When moving around in Central America I’ve crossed a couple borders. While the basic story has always been pretty similar (sign out of the old country – sign in in the new country), details vary quite a bit. At some point the governments decided that this is a service that they should charge for. So there are fees for entering countries and fees for leaving countries. How much you have to pay in which way at which occasion varies greatly. Interestingly Costa Rica, while being one of the most expensive countries, was cheapest for me so far ($8 for leaving, entering is free). It’s followed by Guatemala. Guatemala would have been cheapest if I had left it on the land way (no official fee, but the migration officers will still charge you about $2 per direction), but they take an extra fee, that actually seems to be official, for leaving the country by boat. Cuba gets the prize for being the most expensive country with $30 for getting the tourist card for entering and a $25 departure fee. The Nicaraguan border officers get some extra credit for only accepting USD, and not Cordobas, the Nicaraguan official currency.
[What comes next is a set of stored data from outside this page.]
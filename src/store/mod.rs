//! Claim store port and its realizations.
//!
//! The engine only sees [`ClaimStore`]. [`sqlite::SqliteClaimStore`] is the
//! persistent adapter over a shared beads database;
//! [`memory::MemoryClaimStore`] keeps issues in process.

pub mod filter;
pub mod memory;
pub mod sqlite;
pub mod version;

use std::future::Future;
use std::sync::Arc;
use std::time::Duration;

use opentelemetry::KeyValue;
use tracing::warn;

use crate::error::{Error, Result};
use crate::model::{AgentName, ClaimFilters, Issue};
use crate::telemetry::metrics;

pub use memory::MemoryClaimStore;
pub use sqlite::{SqliteClaimStore, SqliteStoreOptions};

/// Capability consumed by the claim engine.
///
/// Both operations are cancel-safe: dropping the returned future before it
/// completes leaves the store untouched.
pub trait ClaimStore: Send + Sync {
    /// Atomically select one eligible issue and mark it claimed by `agent`.
    ///
    /// `Ok(None)` means nothing was eligible, or the selected issue was
    /// claimed concurrently between selection and update. Neither case is
    /// retried against another candidate.
    fn claim_one_ready(
        &self,
        agent: &AgentName,
        filters: &ClaimFilters,
    ) -> impl Future<Output = Result<Option<Issue>>> + Send;

    /// Same selection as [`ClaimStore::claim_one_ready`], without mutating.
    fn find_one_ready(
        &self,
        filters: &ClaimFilters,
    ) -> impl Future<Output = Result<Option<Issue>>> + Send;
}

impl<S: ClaimStore> ClaimStore for Arc<S> {
    fn claim_one_ready(
        &self,
        agent: &AgentName,
        filters: &ClaimFilters,
    ) -> impl Future<Output = Result<Option<Issue>>> + Send {
        (**self).claim_one_ready(agent, filters)
    }

    fn find_one_ready(
        &self,
        filters: &ClaimFilters,
    ) -> impl Future<Output = Result<Option<Issue>>> + Send {
        (**self).find_one_ready(filters)
    }
}

// ---------------------------------------------------------------------------
// Retry
// ---------------------------------------------------------------------------

/// Bounded exponential backoff for busy/contention errors.
#[derive(Debug, Clone, Copy, PartialEq, Eq)]
pub struct RetryPolicy {
    /// Total attempts, including the first.
    pub max_attempts: u32,
    /// Delay after the first failed attempt; doubles each time.
    pub base_delay: Duration,
}

impl Default for RetryPolicy {
    fn default() -> Self {
        Self {
            max_attempts: 3,
            base_delay: Duration::from_millis(20),
        }
    }
}

impl RetryPolicy {
    /// Delay to wait after attempt number `attempt` (1-based) failed busy.
    pub fn backoff(&self, attempt: u32) -> Duration {
        self.base_delay
            .saturating_mul(1u32 << attempt.saturating_sub(1).min(16))
    }

    /// Delay before the retry that follows busy attempt `attempt`, or `None`
    /// once the attempt budget is spent.
    pub fn next_delay(&self, attempt: u32) -> Option<Duration> {
        (attempt < self.max_attempts.max(1)).then(|| self.backoff(attempt))
    }

    /// Run `op` until it succeeds, fails with a non-busy error, or the
    /// attempt budget is spent. `op` receives the 1-based attempt number.
    ///
    /// Backoff is a timer suspension, so a caller deadline can cut it short.
    pub async fn run<T, F, Fut>(&self, mut op: F) -> Result<T>
    where
        F: FnMut(u32) -> Fut,
        Fut: Future<Output = Result<T>>,
    {
        let mut attempt = 1;
        loop {
            match op(attempt).await {
                Err(err) if err.is_busy() => {
                    let Some(delay) = self.next_delay(attempt) else {
                        warn!(attempts = attempt, error = %err, "store still busy, giving up");
                        return Err(Error::Busy(format!(
                            "gave up after {attempt} attempts: {err}"
                        )));
                    };
                    metrics::busy_retries()
                        .add(1, &[KeyValue::new("attempt", i64::from(attempt))]);
                    warn!(
                        attempt,
                        delay_ms = delay.as_millis() as u64,
                        error = %err,
                        "store busy, backing off"
                    );
                    tokio::time::sleep(delay).await;
                    attempt += 1;
                }
                other => return other,
            }
        }
    }
}
//! Claim span helpers.

use tracing::Span;

use crate::model::AgentName;

/// Span covering one engine invocation.
///
/// `claim.outcome` and `claim.issue_id` start empty; fill them with
/// [`record_outcome`].
pub fn start_claim_span(agent: &AgentName, dry_run: bool) -> Span {
    tracing::info_span!(
        "claim.execute",
        "claim.agent" = %agent,
        "claim.dry_run" = dry_run,
        "claim.outcome" = tracing::field::Empty,
        "claim.issue_id" = tracing::field::Empty,
    )
}

/// Span covering one store transaction attempt.
pub fn transaction_span(operation: &'static str, attempt: u32) -> Span {
    tracing::debug_span!(
        "claim.transaction",
        "claim.operation" = operation,
        "claim.attempt" = attempt,
    )
}

pub fn record_outcome(span: &Span, outcome: &str, issue_id: Option<&str>) {
    span.record("claim.outcome", outcome);
    if let Some(id) = issue_id {
        span.record("claim.issue_id", id);
    }
}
Besides costing money, these crossings of course also consume different amounts of time. Mexico to Guatemala took about 15 minutes in total for visiting both offices. Costa Rica had a substantial leaving queue and the whole crossing required visiting four different places. First I had to pay at some private agency in Costa Rica, that charges $1 for collecting the $7 official fee. Then I queued for some 30 minutes or so for getting the leaving stamp. After walking about 1 km through no-mans-land, I arrived at the Nicaraguan health check. Managing to present my passport seemed to be enough to earn me a little green piece of stamped cardboard that proved that I was no danger to public health in Nicaragua. With this piece I moved on to the migration office, paying $1 fee for entering the region on the way. After paying $12 to the migrations officer I had a stamped passport and could enter Nicaragua. The whole story took about 90 minutes, if my estimates are correct.
While Cuba charges the highest prize for entering and leaving, I also got a lot of attention from their customs officials. While I was queuing for the immigration counter, a guy with some badge came over to me and asked for my passport. The uniformed officials seemed OK with this behavior and after he had taken a look at my passport and – on request – told me that he worked for the migration authorities (I don’t even remember the acronym – nothing obvious). After a question answer game concerning my work, travel, luggage and I don’t even remember what else, he had about half a sheet of paper filled with notes. With this, we skipped the queue and I was granted entrance into Cuba. Once I had gotten my luggage off the belt, I was accompanied to the x-ray machine where the lucky winners of today’s special treatment got everything x-rayed. After skipping the customs queue I was
in the country and – since I had not organized my stay for the night – I was accompanied to the information desk, where the lady on duty happily directed me towards a casa particular (the Cuban official version of B&B), that would most likely pay her (and thus probably my customs companion) a nice commission. I kind of escaped that service by first going to the ATM and then working my way to the Cubana counter to figure out my luggage limit for the return flight. The website and my ticket only specified a limit of 1 piece – no weight specified. The ladies at the counter started with a guesstimate of 30 kg and after three seconds lowered it to 23 kg. I now know from experience that 21.3 kg is OK. When I was leaving the country, I was moved to a little office, where I was interviewed again. Where did you go? Where did you stay (the casa particulares have to report every guest to the authorities within 24 hours after arrival anyway)? What’s in your luggage? What coastal places did you visit? Show all of your photos! Which Cubans have you had contact to? This took about 30-60 minutes. It wasn’t critical for my departure time because the plane had about 1 hr of delay, which is on the punctual end of Cubana flights. At least for Cuba I’m pretty sure they don’t get access to the databases of Facebook, Google and friends that other governments use to check their guests, and given their neighbor’s countless failed attempts at killing the Cuban president I can’t really blame them for being paranoid.
The other aspect that is highly variable is the permitted time in a country. It ranges from the 15 days till my return flight in Cuba to 180 days in Mexico. Nicaragua – and I think also Belize – only allowed 30 days. Special thanks for not asking how long I want to stay and not notifying about this limit. Looks like I’ll have less time to leave money in Nicaragua than I intended. I’m sure Costa Rica won’t mind.